You can certainly use Data.Set with what is isomorphic to (Int, a), but wrapped in a newtype with different a Eq instance:
newtype Entry a = Entry { unEntry :: (Int, a) } deriving (Show)
instance Eq a => Eq (Entry a) where
(Entry (_, a)) == (Entry (_, b)) = a == b
instance Ord a => Ord (Entry a) where
compare (Entry (_, a)) (Entry (_, b)) = compare a b
But this won't quite solve all your problems if you want automatic incrementing of your index, so you could make a wrapper around (Set (Entry a), Int):
newtype IndexedSet a = IndexedSet (Set (Entry a), Int) deriving (Eq, Show)
But this does mean that you'll have to re-implement Data.Set to respect this relationship:
import qualified Data.Set as S
import Data.Set (Set)
import Data.Ord (comparing)
import Data.List (sortBy)
-- declarations from above...
null :: IndexedSet a -> Bool
null (IndexedSet (set, _)) = S.null set
-- | If you re-index on deletions then size will just be the associated index
size :: IndexedSet a -> Int
size (IndexedSet (set, _)) = S.size set
-- Remember that (0, a) == (n, a) for all n
member :: Ord a => a -> IndexedSet a -> Bool
member a (IndexedSet (set, _)) = S.member (Entry (0, a)) set
empty :: IndexedSet a
empty = IndexedSet (S.empty, 0)
-- | This function is critical, you have to make sure to increment the index
-- Might also want to consider making it strict in the i field for performance
insert :: Ord a => a -> IndexedSet a -> IndexedSet a
insert a (IndexedSet (set, i)) = IndexedSet (S.insert (Entry (i, a)) set, i + 1)
-- | Simply remove the `Entry` wrapper, sort by the indices, then strip those off
toList :: IndexedSet a -> [a]
toList (IndexedSet (set, _))
= map snd
$ sortBy (comparing fst)
$ map unEntry
$ S.toList set
But this is fairly trivial in most cases and you can add functionality as you need it.

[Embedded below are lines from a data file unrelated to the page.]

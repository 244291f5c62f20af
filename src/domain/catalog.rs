//! Fixed category taxonomies used to populate pickers and resolve display
//! colors. Reference data only: any string is accepted as a category.

use crate::domain::transaction::TransactionKind;

/// A `(name, hex color)` catalog entry.
#[derive(Debug, Clone, Copy, PartialEq, Eq)]
pub struct CategoryColor {
    pub name: &'static str,
    pub color: &'static str,
}

/// Neutral gray used when a name has no catalog match.
pub const FALLBACK_COLOR: &str = "#6b7280";

pub const EXPENSE_CATEGORIES: &[CategoryColor] = &[
    CategoryColor { name: "Food & Dining", color: "#ef4444" },
    CategoryColor { name: "Transportation", color: "#f97316" },
    CategoryColor { name: "Shopping", color: "#eab308" },
    CategoryColor { name: "Entertainment", color: "#22c55e" },
    CategoryColor { name: "Bills & Utilities", color: "#3b82f6" },
    CategoryColor { name: "Healthcare", color: "#8b5cf6" },
    CategoryColor { name: "Education", color: "#06b6d4" },
    CategoryColor { name: "Other", color: "#6b7280" },
];

pub const INCOME_CATEGORIES: &[CategoryColor] = &[
    CategoryColor { name: "Salary", color: "#22c55e" },
    CategoryColor { name: "Freelance", color: "#3b82f6" },
    CategoryColor { name: "Investment", color: "#8b5cf6" },
    CategoryColor { name: "Gift", color: "#f59e0b" },
    CategoryColor { name: "Other", color: "#6b7280" },
];

/// Catalog backing the picker for the given transaction kind.
pub fn catalog_for(kind: TransactionKind) -> &'static [CategoryColor] {
    match kind {
        TransactionKind::Expense => EXPENSE_CATEGORIES,
        TransactionKind::Income => INCOME_CATEGORIES,
    }
}

/// Display color for a category name, falling back to neutral gray.
pub fn color_for(kind: TransactionKind, name: &str) -> &'static str {
    catalog_for(kind)
        .iter()
        .find(|entry| entry.name == name)
        .map(|entry| entry.color)
        .unwrap_or(FALLBACK_COLOR)
}

/// Color for a budget category, resolved against the expense catalog.
pub fn expense_color(name: &str) -> &'static str {
    color_for(TransactionKind::Expense, name)
}

#[cfg(test)]
mod tests {
    use super::*;

    #[test]
    fn known_names_resolve_their_color() {
        assert_eq!(expense_color("Food & Dining"), "#ef4444");
        assert_eq!(color_for(TransactionKind::Income, "Salary"), "#22c55e");
    }

    #[test]
    fn unknown_names_fall_back_to_gray() {
        assert_eq!(expense_color("Ferrets"), FALLBACK_COLOR);
        assert_eq!(color_for(TransactionKind::Income, ""), FALLBACK_COLOR);
    }
}
use std::env;
use std::fs::{self, File};
use std::io::Write;
use std::path::{Path, PathBuf};
use std::sync::Once;

use dirs::home_dir;

use crate::errors::StoreError;

const DEFAULT_DIR_NAME: &str = ".tally";
const TMP_SUFFIX: &str = "tmp";

static TRACING_INIT: Once = Once::new();

/// Initializes the global tracing subscriber with sensible defaults.
pub fn init_tracing() {
    TRACING_INIT.call_once(|| {
        use tracing_subscriber::{fmt, EnvFilter};

        let filter =
            EnvFilter::from_default_env().add_directive("tally_core=info".parse().unwrap());

        fmt().with_env_filter(filter).init();
    });
}

/// Returns the application-specific data directory, defaulting to `~/.tally`.
pub fn app_data_dir() -> PathBuf {
    if let Some(custom) = env::var_os("TALLY_HOME") {
        return PathBuf::from(custom);
    }
    home_dir()
        .unwrap_or_else(|| PathBuf::from("."))
        .join(DEFAULT_DIR_NAME)
}

pub fn ensure_dir(path: &Path) -> Result<(), StoreError> {
    if !path.exists() {
        fs::create_dir_all(path)?;
    }
    Ok(())
}

/// Writes via a sibling tmp file and rename so readers never observe a torn
/// payload.
pub fn write_atomic(path: &Path, data: &str) -> Result<(), StoreError> {
    if let Some(parent) = path.parent() {
        ensure_dir(parent)?;
    }
    let tmp = path.with_extension(TMP_SUFFIX);
    {
        let mut file = File::create(&tmp)?;
        file.write_all(data.as_bytes())?;
        file.sync_all()?;
    }
    fs::rename(&tmp, path)?;
    Ok(())
}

The only thing you'll need to really worry about is what to do in deletions. Do you re-index everything or are you just concerned about order? If you're just concerned about order, then it's simple (and size can be left sub-optimal by having to actually calculate the size of the underlying Set), but if you re-index then you can get your size in O(1) time. These sorts of decisions should be decided based on what problem you're trying to solve.
I would prefer to not reimplement it if it's already a solved problem.
This approach is definitely a re-implementation. But it isn't complicated in most of the cases, could be pretty easily turned into a nice little library to upload to Hackage, and retains a lot of the benefits of sets without much bookkeeping.